Personal information
- Full name: Camilo Speranza Borde
- Date of birth: 1 February 1982 (age 44)
- Place of birth: Montevideo, Uruguay

Managerial career
- Years: Team
- 2008–2009: Masnou (assistant)
- 2009–2010: Masnou (youth)
- 2010–2012: Masnou (assistant)
- 2012–2013: PB Sant Cugat (youth)
- 2012–2013: Olesa Montserrat (assistant)
- 2013–2015: Sant Cugat Esport
- 2018–2019: Auckland City (youth)
- 2019–2020: Guayaquil City (assistant)
- 2021: Independiente Juniors (assistant)
- 2023: Guayaquil City (assistant)
- 2023–2024: Valladolid (assistant)
- 2025: Watford (assistant)
- 2026: Liverpool Montevideo
- 2026–: Ilves

= Camilo Speranza =

Uruguayan football manager

Camilo Speranza Borde (born 1 February 1982) is a Uruguayan football manager, currently working as the head coach of Ilves in Veikkausliiga.

==Career==
Born in Montevideo, Speranza moved to Spain at early age and worked at CD Masnou as a youth and assistant manager. On 11 June 2013, after being the manager of PB Sant Cugat's youth teams and an assistant at CF Olesa de Montserrat, he was appointed manager of Sant Cugat Esport FC in the Segona Catalana.

Speranza resigned from Sant Cugat on 20 January 2015, and subsequently joined CE Manresa in August to be a Head of Methodology. Between 2017 and 2018, he worked at FC Barcelona's youth schools in Rio de Janeiro and in Arizona before joining Auckland City FC on 12 October 2018, as the head coach of the National Youth League side.

In June 2019, Speranza left Auckland City to join Ecuadorian side Guayaquil City, as an assistant coach.

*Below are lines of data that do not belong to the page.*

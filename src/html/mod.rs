//! Email HTML generation: area list → table-based HTML email.
//!
//! Email clients are a hostile rendering target: Outlook on Windows uses
//! Word's engine (no `max-width`, no `border-radius`, no CSS buttons), many
//! webmail clients strip `<style>` blocks, and mobile clients need media
//! queries. The generator therefore:
//!
//! * lays everything out with nested `role="presentation"` tables;
//! * wraps the fluid container in fixed-width MSO "ghost" tables;
//! * renders buttons twice: a VML `v:roundrect` for Outlook and a
//!   bulletproof table button for everyone else;
//! * inlines the `<style>` rules onto each element with `css-inline`, keeping
//!   the `<style>` block so the mobile media query still applies where
//!   supported.
//!
//! Areas are rendered top to bottom by `y`; the caller's slice is never
//! mutated.

mod rows;

use crate::area::Area;
use crate::config::RenderConfig;
use crate::error::Img2EmailError;
use crate::pipeline::parse::sanitize_hex_color;
use std::fmt::Write;
use std::path::Path;
use tracing::debug;

pub use rows::render_row;

/// Outer page background around the container.
const PAGE_BACKGROUND: &str = "#f4f4f4";

/// Breakpoint of the mobile media query.
const MOBILE_BREAKPOINT: u32 = 620;

/// Renders area lists with one [`RenderConfig`].
#[derive(Debug, Clone, Default)]
pub struct EmailHtmlGenerator {
    config: RenderConfig,
}

impl EmailHtmlGenerator {
    pub fn new(config: RenderConfig) -> Self {
        Self { config }
    }

    pub fn config(&self) -> &RenderConfig {
        &self.config
    }

    /// Render `areas` into a complete HTML document.
    pub fn generate(&self, areas: &[Area]) -> Result<String, Img2EmailError> {
        let rows = self.rows(areas);
        debug!("Rendering {} rows from {} areas", rows.len(), areas.len());

        let mut html = String::with_capacity(4096 + rows.iter().map(String::len).sum::<usize>());
        html.push_str(&self.header());
        for row in &rows {
            html.push_str(row);
        }
        html.push_str(&self.footer());

        if self.config.inline_css {
            inline_css(&html)
        } else {
            Ok(html)
        }
    }

    /// Render each area to its `<tr>` markup, ordered by `y`. Areas that
    /// produce no row (an unresolved slice) are skipped.
    pub fn rows(&self, areas: &[Area]) -> Vec<String> {
        let mut sorted: Vec<&Area> = areas.iter().collect();
        sorted.sort_by_key(|a| a.y);
        sorted
            .into_iter()
            .filter_map(|a| render_row(a, &self.config))
            .collect()
    }

    fn header(&self) -> String {
        let c = &self.config;
        let width = c.email_width;
        let background = sanitize_hex_color(&c.background_color).unwrap_or_else(|| "#ffffff".to_string());
        let mut h = String::with_capacity(4096);

        let _ = write!(
            h,
            r#"<!DOCTYPE html>
<html lang="{lang}" xmlns="http://www.w3.org/1999/xhtml" xmlns:v="urn:schemas-microsoft-com:vml" xmlns:o="urn:schemas-microsoft-com:office:office">
<head>
  <meta charset="UTF-8">
  <meta name="viewport" content="width=device-width, initial-scale=1.0">
  <meta http-equiv="X-UA-Compatible" content="IE=edge">
  <meta name="x-apple-disable-message-reformatting">
  <meta name="format-detection" content="telephone=no, address=no, email=no">
  <title>{title}</title>
  <!--[if mso]>
  <noscript>
    <xml>
      <o:OfficeDocumentSettings>
        <o:PixelsPerInch>96</o:PixelsPerInch>
      </o:OfficeDocumentSettings>
    </xml>
  </noscript>
  <![endif]-->
  <style>
    body {{ margin: 0; padding: 0; background-color: {page}; font-family: Arial, Helvetica, sans-serif; -webkit-text-size-adjust: 100%; -ms-text-size-adjust: 100%; }}
    table {{ border-spacing: 0; border-collapse: collapse; mso-table-lspace: 0pt; mso-table-rspace: 0pt; }}
    img {{ border: 0; display: block; outline: none; text-decoration: none; -ms-interpolation-mode: bicubic; }}
    a {{ text-decoration: none; }}
    .email-container {{ width: 100%; max-width: {width}px; }}
    .mobile-padding {{ padding: 16px 20px; }}
    @media only screen and (max-width: {bp}px) {{
      .email-wrapper {{ padding: 12px 0 !important; }}
      .email-container {{ width: 100% !important; max-width: 100% !important; }}
      .mobile-padding {{ padding: 12px 16px !important; }}
      .mobile-hide {{ display: none !important; }}
      .mobile-full-width {{ width: 100% !important; height: auto !important; }}
      .mobile-text {{ font-size: 15px !important; line-height: 1.5 !important; }}
      .mobile-button {{ display: block !important; width: 100% !important; max-width: 280px !important; margin: 0 auto !important; box-sizing: border-box !important; text-align: center !important; min-height: 44px !important; padding: 14px 24px !important; line-height: 1.3 !important; }}
    }}
  </style>
</head>
<body style="margin: 0; padding: 0; background-color: {page};">
  <table role="presentation" width="100%" border="0" cellspacing="0" cellpadding="0" style="background-color: {page};">
    <tr>
      <td align="center" class="email-wrapper" style="padding: 20px 0;">
        <!--[if mso | IE]>
        <table role="presentation" align="center" width="{width}" border="0" cellspacing="0" cellpadding="0"><tr><td width="{width}">
        <![endif]-->
        <table class="email-container" role="presentation" align="center" width="{width}" border="0" cellspacing="0" cellpadding="0" style="background-color: {bg}; width: 100%; max-width: {width}px;">
"#,
            lang = escape_attr(&c.lang),
            title = escape_html(&c.title),
            page = PAGE_BACKGROUND,
            width = width,
            bp = MOBILE_BREAKPOINT,
            bg = background,
        );
        h
    }

    fn footer(&self) -> String {
        String::from(
            r#"        </table>
        <!--[if mso | IE]>
        </td></tr></table>
        <![endif]-->
      </td>
    </tr>
  </table>
</body>
</html>
"#,
        )
    }
}

/// Render `areas` with `config`.
pub fn generate_email_html(areas: &[Area], config: &RenderConfig) -> Result<String, Img2EmailError> {
    EmailHtmlGenerator::new(config.clone()).generate(areas)
}

/// Render `areas` and write the document atomically (temp file + rename).
pub async fn render_to_file(
    areas: &[Area],
    output_path: impl AsRef<Path>,
    config: &RenderConfig,
) -> Result<usize, Img2EmailError> {
    let html = generate_email_html(areas, config)?;
    let path = output_path.as_ref();
    let write_err = |e| Img2EmailError::OutputWriteFailed {
        path: path.to_path_buf(),
        source: e,
    };

    if let Some(parent) = path.parent().filter(|p| !p.as_os_str().is_empty()) {
        tokio::fs::create_dir_all(parent).await.map_err(write_err)?;
    }

    let tmp_path = path.with_extension("html.tmp");
    tokio::fs::write(&tmp_path, &html).await.map_err(write_err)?;
    tokio::fs::rename(&tmp_path, path).await.map_err(write_err)?;

    Ok(html.len())
}

/// Move `<style>` rules onto elements, keeping the `<style>` block.
pub fn inline_css(html: &str) -> Result<String, Img2EmailError> {
    css_inline::CSSInliner::options()
        .keep_style_tags(true)
        .build()
        .inline(html)
        .map_err(|e| Img2EmailError::CssInlineFailed(e.to_string()))
}

// ── Escaping helpers ─────────────────────────────────────────────────────

/// Escape text content (`& < > "`).
pub fn escape_html(s: &str) -> String {
    s.replace('&', "&amp;")
        .replace('<', "&lt;")
        .replace('>', "&gt;")
        .replace('"', "&quot;")
}

/// Escape an attribute value such as a URL.
pub fn escape_attr(s: &str) -> String {
    s.replace('&', "&amp;").replace('"', "&quot;")
}

/// Strip characters that could close a style declaration or attribute.
pub(crate) fn style_value(s: &str) -> String {
    s.chars()
        .filter(|c| !matches!(c, '"' | ';' | '<' | '>' | '{' | '}'))
        .collect::<String>()
        .trim()
        .to_string()
}

/// Resolve `path` against `base_url`.
///
/// Empty inputs and absolute `http…` URLs are returned unchanged; otherwise
/// the base (without trailing `/`) and path are joined with exactly one `/`.
pub fn to_absolute_url(path: &str, base_url: Option<&str>) -> String {
    let base = base_url.unwrap_or("").trim_end_matches('/');
    if path.is_empty() || base.is_empty() || path.starts_with("http") {
        return path.to_string();
    }
    if path.starts_with('/') {
        format!("{}{}", base, path)
    } else {
        format!("{}/{}", base, path)
    }
}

In 2022, after one year as an assistant at Independiente Juniors, he returned to the Barça Academy and worked in an outpost in Nashville.

In 2023, Speranza returned to Guayaquil City, again as an assistant, before joining Paulo Pezzolano's staff at Real Valladolid in July of that year. He also often worked as an interim manager when Pezzolano was suspended.

In May 2025, Speranza followed Pezzolano to EFL Championship side Watford. He departed the side in October, and became the manager of Liverpool Montevideo on 12 December, replacing Joaquín Papa.

On 6 April 2026, Speranza resigned from Liverpool.

On 6 July 2026, Speranza was announced as the new manager of Finnish club Ilves.